Julia Nawalnaja redet zu ihrer Anhängerschaft aus dem Halbdunkeln. Ihr Gesicht ist nur leicht von Lampen angestrahlt, die Schminke dezent, die Stimme leise. Im perfekt einstudierten Ton verkündet sie, dass sie die Sache ihres Mannes, des professionellen Kreml-Gegners Alexei Nawalny, den Kampf für ein “freies Russland”, von nun an übernehmen wird. Er ist drei Tage zuvor in einem Lager in der sibirischen Region Jamalo-Nenzen plötzlich gestorben. Sie will bald Beweise dafür vorlegen, dass Alexei Nawalny auf Befehl Wladimir Putins ermordet wurde, verspricht sie. Mit allen Details.
“Wir sagen euch, wer genau und wie dieses Verbrechen ausgeführt hat. Wir werden Namen nennen und Gesichter zeigen.”
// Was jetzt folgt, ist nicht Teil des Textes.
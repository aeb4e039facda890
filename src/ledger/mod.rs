//! Persistent participant → point balance ledger.
//!
//! The ledger file is a flat JSON object `{"<participant id>": <balance>}`,
//! rewritten in full after every credit.

pub mod leaderboard;

pub use leaderboard::{LeaderboardEntry, RankMarkers, rank, render_leaderboard, top_n};

use crate::error::{BotError, Result};
use crate::persist::{read_json_or_default, write_json_atomic};
use std::collections::BTreeMap;
use std::path::{Path, PathBuf};
use std::sync::{Arc, Mutex};
use tracing::debug;

/// File-backed points ledger. Cheap to clone; clones share state.
#[derive(Debug, Clone)]
pub struct PointsLedger {
    path: PathBuf,
    balances: Arc<Mutex<BTreeMap<String, i64>>>,
}

impl PointsLedger {
    /// Load the ledger from `path`, creating an empty file when none exists.
    ///
    /// # Errors
    /// Returns `BotError::Config` for an unreadable or malformed file and
    /// `BotError::Persistence` when the initial empty file cannot be created.
    pub fn load(path: impl Into<PathBuf>) -> Result<Self> {
        let path = path.into();
        let existed = path.exists();
        let balances: BTreeMap<String, i64> = read_json_or_default(&path)?;
        if !existed {
            write_json_atomic(&path, &balances)?;
        }
        debug!(
            "loaded {} ledger balances from {}",
            balances.len(),
            path.display()
        );
        Ok(Self {
            path,
            balances: Arc::new(Mutex::new(balances)),
        })
    }

    /// Path of the backing file.
    #[must_use]
    pub fn path(&self) -> &Path {
        &self.path
    }

    /// Add `delta` (may be negative) to a participant's balance and persist
    /// the whole ledger. Returns the new balance.
    ///
    /// # Errors
    /// Returns `BotError::Persistence` when the ledger cannot be written. The
    /// in-memory balance is rolled back in that case.
    pub fn credit(&self, participant_id: &str, delta: i64) -> Result<i64> {
        let mut balances = self
            .balances
            .lock()
            .map_err(|_| BotError::Persistence("ledger lock poisoned".to_owned()))?;

        let previous = balances.get(participant_id).copied();
        let updated = previous.unwrap_or(0).saturating_add(delta);
        balances.insert(participant_id.to_owned(), updated);

        if let Err(e) = write_json_atomic(&self.path, &*balances) {
            match previous {
                Some(value) => balances.insert(participant_id.to_owned(), value),
                None => balances.remove(participant_id),
            };
            return Err(e);
        }

        debug!("credited {participant_id} by {delta}, balance now {updated}");
        Ok(updated)
    }

    /// Current balance for a participant; unseen participants have 0.
    #[must_use]
    pub fn balance(&self, participant_id: &str) -> i64 {
        self.balances
            .lock()
            .unwrap_or_else(|e| e.into_inner())
            .get(participant_id)
            .copied()
            .unwrap_or(0)
    }

    /// Snapshot of all balances, ordered by participant id.
    #[must_use]
    pub fn balances(&self) -> BTreeMap<String, i64> {
        self.balances
            .lock()
            .unwrap_or_else(|e| e.into_inner())
            .clone()
    }
}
Die Videoansprache ist ganz nach den Regeln der psychologischen Kriegsführung formuliert. Nawalnaja wiederholt elfmal, dass Putin Alexei getötet habe. Am Ende spricht sie von Wut, die vermehrt werden müsse.
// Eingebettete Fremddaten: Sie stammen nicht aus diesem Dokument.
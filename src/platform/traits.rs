use crate::error::Result;
use async_trait::async_trait;

/// Chat message received from the gateway.
#[derive(Debug, Clone, PartialEq, Eq)]
pub struct InboundMessage {
    pub channel_id: String,
    pub author_id: String,
    pub message_id: String,
    pub content: String,
}

/// Source of reaction votes on a poll message.
#[async_trait]
pub trait VoteTallySource: Send + Sync {
    /// Participant ids that reacted to `message_id` with `reaction`, up to
    /// `limit` entries.
    async fn reactors(
        &self,
        channel_id: &str,
        message_id: &str,
        reaction: &str,
        limit: u16,
    ) -> Result<Vec<String>>;
}

/// Best-effort sink for human-readable results.
#[async_trait]
pub trait NotificationSink: Send + Sync {
    /// Post `text` to `channel_id`.
    async fn notify(&self, channel_id: &str, text: &str) -> Result<()>;
}

/// Posts a new poll message and returns the id the platform assigned to it.
#[async_trait]
pub trait PollPoster: Send + Sync {
    /// Post `text` to `channel_id`, seed it with each of `reactions`, and
    /// return the new message id.
    async fn post_poll(&self, channel_id: &str, text: &str, reactions: &[&str]) -> Result<String>;
}

/// Resolves participant ids to display names.
#[async_trait]
pub trait DisplayNameResolver: Send + Sync {
    /// Human-readable name for `participant_id`.
    async fn display_name(&self, participant_id: &str) -> Result<String>;
}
“Ich bitte Euch, meine Wut zu teilen. Wut, Ärger, Hass auf diejenigen, die es gewagt haben, unsere Zukunft zu zerstören.”
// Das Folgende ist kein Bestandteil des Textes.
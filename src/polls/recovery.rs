//! Startup recovery of pending polls.
//!
//! Rebuilds the registry from the poll store, concludes everything whose
//! deadline passed while the process was down, and only then re-arms the
//! rest for whatever time they have left.

use crate::error::Result;
use crate::polls::conclusion::ConclusionEngine;
use crate::polls::registry::PollRegistry;
use crate::polls::scheduler::{ExpiryHandler, PollScheduler};
use crate::polls::store::PollStore;
use chrono::{DateTime, Utc};
use std::sync::Arc;
use std::time::Duration;
use tracing::info;

/// What recovery did with each stored poll.
#[derive(Debug, Clone, Default, PartialEq, Eq)]
pub struct RecoveryReport {
    /// Polls concluded immediately because their deadline had passed.
    pub concluded: Vec<String>,
    /// Polls re-armed, with the delay each was armed for.
    pub armed: Vec<(String, Duration)>,
}

/// Components recovery operates on.
pub struct Recovery<'a> {
    pub store: &'a PollStore,
    pub registry: &'a PollRegistry,
    pub scheduler: &'a PollScheduler,
    pub engine: &'a Arc<ConclusionEngine>,
}

impl Recovery<'_> {
    /// Run recovery against wall-clock `now`.
    ///
    /// Expiry is judged at `now`. Pending polls are armed against `now` plus
    /// however long concluding the expired ones took, so their timers still
    /// fire at their deadlines.
    ///
    /// # Errors
    /// Returns `BotError::Config` when the store cannot be read and
    /// `BotError::Persistence` when concluding an expired poll cannot be
    /// persisted. Both abort startup.
    pub async fn run_at(&self, now: DateTime<Utc>) -> Result<RecoveryReport> {
        let records = self.store.load()?;
        for record in &records {
            self.registry.register(record.clone());
        }

        let (expired, pending): (Vec<_>, Vec<_>) =
            records.into_iter().partition(|r| r.is_expired_at(now));

        let started = tokio::time::Instant::now();
        let mut report = RecoveryReport::default();
        for record in expired {
            if self.engine.conclude(&record.message_id).await?.is_some() {
                report.concluded.push(record.message_id);
            }
        }

        let arm_now = now
            + chrono::Duration::from_std(started.elapsed()).unwrap_or(chrono::Duration::zero());
        let handler: Arc<dyn ExpiryHandler> = self.engine.clone();
        for record in pending {
            let delay = self.scheduler.arm_at(&record, arm_now, Arc::clone(&handler));
            report.armed.push((record.message_id, delay));
        }

        info!(
            "recovered polls: {} concluded on startup, {} re-armed",
            report.concluded.len(),
            report.armed.len()
        );
        Ok(report)
    }
}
Hass soll die Anhängerschaft zementieren und zum Handeln anstacheln. Ob er eines natürlichen Todes gestorben ist oder infolge eines Auftragsmordes, spielt keine Rolle, fortan ist Nawalny ein Märtyrer, dessen Figur zum Kampf mobilisieren soll. Seine Jünger schwören Rache.
“Mir ist heute klar geworden, dass Putin mich zu hassen gelehrt hat. Diese Kreml-Hure ist der Grund, warum ich Hass empfinde. Ich hoffe, dass ihr sie genauso hasst, wie ich und wir diesen Hass zu einer Kraft werden lassen, die diese Drecksäcke hinwegfegen wird. Wir werden uns für Alexei rächen.”
Das sagt einer der Demonstranten vor der russischen Botschaft im georgischen Tiflis. Wie auch in anderen Hauptstädten, wo viele junge russische “Relokanten” jetzt leben, finden in diesen Tagen spontane Gedenkkundgebungen statt. Die Menge, die fast ausschließlich aus jungen mittelständischen Städtern besteht, ruft: “Putin, verrecke”! Der Hass gilt auch dem russischen Volk. “Mörder. Scheiß-Kreml und Russen-Gesindel”, schreibt einer der Demonstranten auf sein Plakat. Die Mehrheit der Russen hegt indes keinerlei Sympathie für den Kampf Alexei Nawalnys, hielt den charismatischen Populisten für einen Hassprediger und Agenten des Westens und wird voraussichtlich bei den nächsten Präsidentschaftswahlen zum wiederholten Male wieder Wladimir Putin wählen. Dieses Gesindel, es hat in den Augen der Nawalnysten keine bessere Bezeichnung verdient.